Geçen hafta İngiltere'de FTSE 100 endeksi yüzde 0,24, Almanya'da DAX endeksi yüzde 1,09 ve Fransa'da CAC 40 endeksi yüzde 1,44 gerilerken, İtalya'da MIB 30 endeksi yüzde 1,18 yükseldi.

Gelecek hafta pazartesi Almanya'da ödemeler dengesi, salı İngiltere'de işsizlik ve Avro Bölgesi'nde Gayrisafi Yurt içi Hasıla (GSYH), çarşamba İngiltere'de TÜFE ve ÜFE, Avro Bölgesi'nde sanayi üretimi ve dış ticaret dengesi ile cuma İngiltere'de perakende satışlar, Avro Bölgesi'nde ödemeler dengesi ve Almanya'da ÜFE takip edilecek.

Asya piyasaları karışık seyretti

Asya borsalarında geçen hafta karışık bir seyir öne çıkarken, bölgede açıklanan veriler de söz konusu seyirde etkili oldu.
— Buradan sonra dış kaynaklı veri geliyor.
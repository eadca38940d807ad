use std::env;
use std::time::Duration;

const DEFAULT_INITIAL_BACKOFF_MS: u64 = 1_000;
const DEFAULT_MAX_BACKOFF_MS: u64 = 10_000;

#[derive(Debug, Clone, PartialEq, Eq)]
pub struct ClientConfig {
    /// Delay before the first repeated readiness beacon.
    pub initial_backoff: Duration,
    pub max_backoff: Duration,
}

impl ClientConfig {
    pub fn from_env() -> Self {
        Self::from_lookup(|key| env::var(key).ok())
    }

    fn from_lookup(lookup: impl Fn(&str) -> Option<String>) -> Self {
        let initial_ms = lookup("FRAME_READY_INITIAL_BACKOFF_MS")
            .and_then(|val| val.parse().ok())
            .filter(|ms: &u64| *ms > 0)
            .unwrap_or(DEFAULT_INITIAL_BACKOFF_MS);
        let max_ms = lookup("FRAME_READY_MAX_BACKOFF_MS")
            .and_then(|val| val.parse().ok())
            .unwrap_or(DEFAULT_MAX_BACKOFF_MS)
            .max(initial_ms);
        Self {
            initial_backoff: Duration::from_millis(initial_ms),
            max_backoff: Duration::from_millis(max_ms),
        }
    }
}

impl Default for ClientConfig {
    fn default() -> Self {
        Self {
            initial_backoff: Duration::from_millis(DEFAULT_INITIAL_BACKOFF_MS),
            max_backoff: Duration::from_millis(DEFAULT_MAX_BACKOFF_MS),
        }
    }
}
use anyhow::Context;
use clap::ValueEnum;
use tracing::level_filters::LevelFilter;
use tracing_subscriber::layer::SubscriberExt;
use tracing_subscriber::util::SubscriberInitExt;
use tracing_subscriber::EnvFilter;

#[derive(Clone, Copy, Debug, Default, ValueEnum, PartialEq, Eq, PartialOrd, Ord)]
pub enum LogLevel {
    Error,
    #[default]
    Warn,
    Info,
    Debug,
    Trace,
}

impl LogLevel {
    pub fn to_filter(self) -> LevelFilter {
        match self {
            LogLevel::Error => LevelFilter::ERROR,
            LogLevel::Warn => LevelFilter::WARN,
            LogLevel::Info => LevelFilter::INFO,
            LogLevel::Debug => LevelFilter::DEBUG,
            LogLevel::Trace => LevelFilter::TRACE,
        }
    }
}

/// `FRAME_LOG_FILTER` wins over `level` when set.
pub fn init(level: LogLevel) -> anyhow::Result<()> {
    let filter = match std::env::var("FRAME_LOG_FILTER") {
        Ok(directives) => EnvFilter::try_new(directives).context("invalid FRAME_LOG_FILTER")?,
        Err(_) => EnvFilter::default().add_directive(level.to_filter().into()),
    };

    tracing_subscriber::registry()
        .with(filter)
        .with(
            tracing_subscriber::fmt::layer()
                .with_target(level >= LogLevel::Debug)
                .with_writer(std::io::stderr),
        )
        .try_init()
        .context("failed to initialise tracing subscriber")?;
    Ok(())
}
Buna göre Japonya'da Üretici Fiyat Endeksi'nin (ÜFE) ocakta yıllık artışı yüzde 9,5'e yavaşlarken, analistler, bu durumun Japonya Merkez Bankası'nın (BoJ) ultra güvercin politikaları için bankaya alan açabileceğini söyledi.

Çin'de TÜFE'deki artış ocakta aylık yüzde 0,8 yıllık ise yüzde 2,1'le beklentiler seviyesinde gerçekleşti.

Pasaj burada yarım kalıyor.